◆ Exercise directions
What you return must be every line from the beginning of the data through the line holding "use crate::analyzer::AnalyzeFrames;", unchanged.

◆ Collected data

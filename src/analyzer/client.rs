//! Inference Service Client
//!
//! Submits a finished frame sequence to the Gemini `generateContent` endpoint
//! as one multimodal request and validates the structured response. The call
//! is attempted exactly once per invocation; re-invocation only happens
//! through a brand-new recording.

use crate::analyzer::prompt::{analysis_prompt, response_schema, SYSTEM_INSTRUCTION};
use crate::analyzer::suggestion::{assign_ids, WorkflowSuggestion};
use crate::analyzer::AnalyzeFrames;
use crate::app::config::AnalyzerConfig;
use crate::capture::types::FrameSequence;
use base64::Engine;
use reqwest::Client;
use serde::Deserialize;
use serde_json::{json, Value};
use std::time::Duration;
use tracing::{debug, info};

/// Environment variable holding the inference service credential
pub const API_KEY_ENV: &str = "GEMINI_API_KEY";

/// Default API base
const DEFAULT_ENDPOINT: &str = "https://generativelanguage.googleapis.com/v1beta";

/// Default model for multimodal analysis
const DEFAULT_MODEL: &str = "gemini-2.5-flash";

/// Default per-request timeout
const DEFAULT_TIMEOUT_SECS: u64 = 60;

/// Gemini response body (only the fields we consume)
#[derive(Debug, Deserialize)]
struct GenerateContentResponse {
    #[serde(default)]
    candidates: Vec<Candidate>,
}

#[derive(Debug, Deserialize)]
struct Candidate {
    content: Option<CandidateContent>,
}

#[derive(Debug, Deserialize)]
struct CandidateContent {
    #[serde(default)]
    parts: Vec<CandidatePart>,
}

#[derive(Debug, Deserialize)]
struct CandidatePart {
    text: Option<String>,
}

/// Request/response adapter for the inference service.
pub struct WorkflowAnalyzer {
    /// API base URL
    pub endpoint: String,
    /// Model to use
    pub model: String,
    /// Per-request timeout
    pub request_timeout: Duration,
    /// Credential override; the process environment is consulted at call
    /// time when unset
    api_key: Option<String>,
    /// HTTP client
    client: Client,
}

impl WorkflowAnalyzer {
    /// Create with default settings
    pub fn new() -> Self {
        Self {
            endpoint: DEFAULT_ENDPOINT.to_string(),
            model: DEFAULT_MODEL.to_string(),
            request_timeout: Duration::from_secs(DEFAULT_TIMEOUT_SECS),
            api_key: None,
            client: Client::new(),
        }
    }

    /// Create from configuration
    pub fn from_config(config: &AnalyzerConfig) -> Self {
        Self {
            endpoint: config.endpoint.clone(),
            model: config.model.clone(),
            request_timeout: Duration::from_secs(config.request_timeout_secs),
            api_key: None,
            client: Client::new(),
        }
    }

    /// Create with an explicit credential instead of the environment
    pub fn with_api_key(api_key: &str) -> Self {
        Self {
            api_key: Some(api_key.to_string()),
            ..Self::new()
        }
    }

    /// Resolve the credential: explicit override first, then the process
    /// environment at call time. Absence is a hard failure.
    fn resolve_api_key(&self) -> crate::Result<String> {
        if let Some(key) = &self.api_key {
            return Ok(key.clone());
        }
        std::env::var(API_KEY_ENV)
            .ok()
            .filter(|k| !k.trim().is_empty())
            .ok_or(crate::Error::MissingApiKey(API_KEY_ENV))
    }

    /// Build the multimodal request body: one inline base64 JPEG part per
    /// frame in capture order, followed by the trailing prompt, with the
    /// strict output schema in the generation config.
    fn build_request(&self, frames: &FrameSequence) -> Value {
        let b64 = base64::engine::general_purpose::STANDARD;
        let mut parts: Vec<Value> = frames
            .iter()
            .map(|frame| {
                json!({
                    "inlineData": {
                        "mimeType": "image/jpeg",
                        "data": b64.encode(&frame.jpeg)
                    }
                })
            })
            .collect();
        parts.push(json!({ "text": analysis_prompt(frames.len()) }));

        json!({
            "systemInstruction": { "parts": [{ "text": SYSTEM_INSTRUCTION }] },
            "contents": [{ "role": "user", "parts": parts }],
            "generationConfig": {
                "responseMimeType": "application/json",
                "responseSchema": response_schema()
            }
        })
    }

    /// Parse and validate the response text into suggestions.
    ///
    /// Rejects anything that does not match the expected structure, then
    /// synthesizes `sugg-<index>` ids for entries that omitted one. An empty
    /// list is a failure: results are all-or-nothing.
    fn parse_suggestions(text: &str) -> crate::Result<Vec<WorkflowSuggestion>> {
        let suggestions: Vec<WorkflowSuggestion> = serde_json::from_str(text)
            .map_err(|e| crate::Error::Response(format!("malformed suggestion list: {}", e)))?;
        if suggestions.is_empty() {
            return Err(crate::Error::Response(
                "the service returned an empty suggestion list".to_string(),
            ));
        }
        Ok(assign_ids(suggestions))
    }

    /// Extract the generated text from the response body.
    fn response_text(body: GenerateContentResponse) -> crate::Result<String> {
        body.candidates
            .into_iter()
            .next()
            .and_then(|c| c.content)
            .and_then(|c| c.parts.into_iter().next())
            .and_then(|p| p.text)
            .filter(|t| !t.trim().is_empty())
            .ok_or_else(|| crate::Error::Response("empty response from the model".to_string()))
    }
}

impl Default for WorkflowAnalyzer {
    fn default() -> Self {
        Self::new()
    }
}

impl AnalyzeFrames for WorkflowAnalyzer {
    async fn analyze(&self, frames: &FrameSequence) -> crate::Result<Vec<WorkflowSuggestion>> {
        if frames.is_empty() {
            return Err(crate::Error::Session(
                "analyzer invoked with an empty frame sequence".to_string(),
            ));
        }

        // Credential check comes first: no network attempt without one
        let api_key = self.resolve_api_key()?;

        let body = self.build_request(frames);
        let url = format!("{}/models/{}:generateContent", self.endpoint, self.model);
        debug!(frames = frames.len(), model = %self.model, "submitting analysis request");

        let response = self
            .client
            .post(&url)
            .header("x-goog-api-key", api_key)
            .header("content-type", "application/json")
            .timeout(self.request_timeout)
            .json(&body)
            .send()
            .await
            .map_err(|e| crate::Error::Transport(e.to_string()))?;

        let status = response.status();
        if !status.is_success() {
            let detail = response.text().await.unwrap_or_else(|_| String::new());
            return Err(crate::Error::Transport(format!(
                "service returned {}: {:.200}",
                status, detail
            )));
        }

        let body: GenerateContentResponse = response
            .json()
            .await
            .map_err(|e| crate::Error::Response(format!("unreadable response body: {}", e)))?;

        let text = Self::response_text(body)?;
        let suggestions = Self::parse_suggestions(&text)?;
        info!(count = suggestions.len(), "analysis response validated");
        Ok(suggestions)
    }
}

#[cfg(test)]
mod tests {
    use super::*;
    use crate::capture::types::Frame;

    fn frames_of(payloads: &[&[u8]]) -> FrameSequence {
        let mut frames = FrameSequence::new();
        for payload in payloads {
            frames.push(Frame::new(payload.to_vec()));
        }
        frames
    }

    #[tokio::test]
    async fn test_missing_api_key_fails_without_network() {
        std::env::remove_var(API_KEY_ENV);
        let analyzer = WorkflowAnalyzer::new();
        let frames = frames_of(&[b"jpeg"]);

        let err = analyzer.analyze(&frames).await.unwrap_err();
        assert!(matches!(err, crate::Error::MissingApiKey(_)));
        assert!(err.to_string().contains(API_KEY_ENV));
    }

    #[tokio::test]
    async fn test_empty_frame_sequence_is_rejected() {
        let analyzer = WorkflowAnalyzer::with_api_key("test-key");
        let err = analyzer.analyze(&FrameSequence::new()).await.unwrap_err();
        assert!(err.to_string().contains("empty frame sequence"));
    }

    #[test]
    fn test_build_request_submits_frames_in_capture_order() {
        let b64 = base64::engine::general_purpose::STANDARD;
        let analyzer = WorkflowAnalyzer::new();
        let frames = frames_of(&[b"first-frame", b"second-frame"]);

        let body = analyzer.build_request(&frames);
        let parts = body["contents"][0]["parts"].as_array().unwrap();
        assert_eq!(parts.len(), 3); // two images plus the trailing prompt

        assert_eq!(
            parts[0]["inlineData"]["data"].as_str().unwrap(),
            b64.encode(b"first-frame")
        );
        assert_eq!(parts[0]["inlineData"]["mimeType"], "image/jpeg");
        assert_eq!(
            parts[1]["inlineData"]["data"].as_str().unwrap(),
            b64.encode(b"second-frame")
        );

        let prompt = parts[2]["text"].as_str().unwrap();
        assert!(prompt.contains("2 frames"));
    }

    #[test]
    fn test_build_request_carries_schema_and_instruction() {
        let analyzer = WorkflowAnalyzer::new();
        let body = analyzer.build_request(&frames_of(&[b"f"]));

        assert_eq!(
            body["generationConfig"]["responseMimeType"],
            "application/json"
        );
        assert_eq!(body["generationConfig"]["responseSchema"]["type"], "ARRAY");
        assert!(body["systemInstruction"]["parts"][0]["text"]
            .as_str()
            .unwrap()
            .contains("Workflow Automation Engineer"));
    }

    #[test]
    fn test_parse_suggestions_synthesizes_missing_ids() {
        let text = r#"[
            {"title": "a", "description": "d", "complexity": "Low",
             "type": "Shell Script", "steps": ["s"], "code": "c"},
            {"title": "b", "description": "d", "complexity": "High",
             "type": "Python (Selenium)", "steps": [], "code": "c"}
        ]"#;
        let suggestions = WorkflowAnalyzer::parse_suggestions(text).unwrap();
        assert_eq!(suggestions.len(), 2);
        assert_eq!(suggestions[0].id, "sugg-0");
        assert_eq!(suggestions[1].id, "sugg-1");
    }

    #[test]
    fn test_parse_suggestions_rejects_malformed_text() {
        assert!(WorkflowAnalyzer::parse_suggestions("not json").is_err());
        assert!(WorkflowAnalyzer::parse_suggestions(r#"{"title": "object"}"#).is_err());
    }

    #[test]
    fn test_parse_suggestions_rejects_empty_list() {
        let err = WorkflowAnalyzer::parse_suggestions("[]").unwrap_err();
        assert!(err.to_string().contains("empty suggestion list"));
    }

    #[test]
    fn test_response_text_extracts_first_candidate() {
        let body: GenerateContentResponse = serde_json::from_str(
            r#"{"candidates": [{"content": {"parts": [{"text": "[1, 2]"}]}}]}"#,
        )
        .unwrap();
        assert_eq!(WorkflowAnalyzer::response_text(body).unwrap(), "[1, 2]");
    }

    #[test]
    fn test_response_without_candidates_is_an_error() {
        let body: GenerateContentResponse = serde_json::from_str(r#"{"candidates": []}"#).unwrap();
        assert!(WorkflowAnalyzer::response_text(body).is_err());

        let body: GenerateContentResponse =
            serde_json::from_str(r#"{"candidates": [{"content": {"parts": [{"text": "  "}]}}]}"#)
                .unwrap();
        assert!(WorkflowAnalyzer::response_text(body).is_err());
    }

    #[test]
    fn test_default_configuration() {
        let analyzer = WorkflowAnalyzer::default();
        assert!(analyzer.endpoint.contains("generativelanguage.googleapis.com"));
        assert_eq!(analyzer.model, "gemini-2.5-flash");
        assert_eq!(analyzer.request_timeout, Duration::from_secs(60));
    }
}
//! Configuration Management
//!
//! Analyzer settings are configurable; the capture constants (frame cap,
//! sampling cadence, JPEG quality) are fixed and deliberately not exposed
//! here.

use serde::{Deserialize, Serialize};
use std::path::PathBuf;

/// Main configuration
#[derive(Debug, Clone, Default, Serialize, Deserialize)]
pub struct Config {
    /// Analyzer settings
    pub analyzer: AnalyzerConfig,
}

/// Analyzer configuration
#[derive(Debug, Clone, Serialize, Deserialize)]
pub struct AnalyzerConfig {
    /// API base URL
    pub endpoint: String,
    /// Model for multimodal analysis
    pub model: String,
    /// Per-request timeout in seconds
    pub request_timeout_secs: u64,
}

impl Default for AnalyzerConfig {
    fn default() -> Self {
        Self {
            endpoint: "https://generativelanguage.googleapis.com/v1beta".to_string(),
            model: "gemini-2.5-flash".to_string(),
            request_timeout_secs: 60,
        }
    }
}

impl Config {
    /// Validate config values are within acceptable ranges.
    pub fn validate(&self) -> Result<(), crate::Error> {
        if self.analyzer.model.trim().is_empty() {
            return Err(crate::Error::Config("model must not be empty".to_string()));
        }
        if !self.analyzer.endpoint.starts_with("http") {
            return Err(crate::Error::Config(format!(
                "endpoint must be an http(s) URL, got {}",
                self.analyzer.endpoint
            )));
        }
        if self.analyzer.request_timeout_secs == 0 || self.analyzer.request_timeout_secs > 600 {
            return Err(crate::Error::Config(format!(
                "request_timeout_secs must be in [1, 600], got {}",
                self.analyzer.request_timeout_secs
            )));
        }
        Ok(())
    }

    /// Load config from file
    pub fn load(path: &PathBuf) -> Result<Self, crate::Error> {
        let content = std::fs::read_to_string(path)?;
        let config: Self =
            toml::from_str(&content).map_err(|e| crate::Error::Config(e.to_string()))?;
        config.validate()?;
        Ok(config)
    }

    /// Load config from the default location, falling back to defaults when
    /// no file exists
    pub fn load_default() -> Result<Self, crate::Error> {
        let path = Self::default_path();
        if path.exists() {
            Self::load(&path)
        } else {
            Ok(Self::default())
        }
    }

    /// Save config to file
    pub fn save(&self, path: &PathBuf) -> Result<(), crate::Error> {
        let content =
            toml::to_string_pretty(self).map_err(|e| crate::Error::Config(e.to_string()))?;

        if let Some(parent) = path.parent() {
            std::fs::create_dir_all(parent)?;
        }

        std::fs::write(path, content)?;
        Ok(())
    }

    /// Get default config path
    pub fn default_path() -> PathBuf {
        dirs::home_dir()
            .map(|h| h.join(".autoflow").join("config.toml"))
            .unwrap_or_else(|| PathBuf::from("config.toml"))
    }

    /// Generate TOML representation
    pub fn to_toml(&self) -> Result<String, crate::Error> {
        toml::to_string_pretty(self).map_err(|e| crate::Error::Config(e.to_string()))
    }
}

◆ Solution to the exercise
filename src/analyzer/client.rs
//! Inference Service Client
//!
//! Submits a finished frame sequence to the Gemini `generateContent` endpoint
//! as one multimodal request and validates the structured response. The call
//! is attempted exactly once per invocation; re-invocation only happens
//! through a brand-new recording.

use crate::analyzer::prompt::{analysis_prompt, response_schema, SYSTEM_INSTRUCTION};
use crate::analyzer::suggestion::{assign_ids, WorkflowSuggestion};
use crate::analyzer::AnalyzeFrames;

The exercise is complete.